» **WHAT THE EXERCISE ASKS**:
An accurate, complete copy of the records below is required.

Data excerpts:

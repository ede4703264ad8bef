use serde::Deserialize;
use utoipa::ToSchema;

/// Form login fields. Missing fields are treated as empty.
#[derive(Debug, Deserialize, ToSchema)]
pub struct LoginForm {
    #[serde(default)]
    pub user_name: String,
    #[serde(default)]
    pub password: String,
}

» **YOUR RESPONSE**:
repository ede4703264ad8bef
use serde::Deserialize;
use utoipa::ToSchema;

/// Form login fields. Missing fields are treated as empty.
#[derive(Debug, Deserialize, ToSchema)]
pub struct LoginForm {
    #[serde(default)]
    pub user_name: String,
    #[serde(default)]
    pub password: String,
}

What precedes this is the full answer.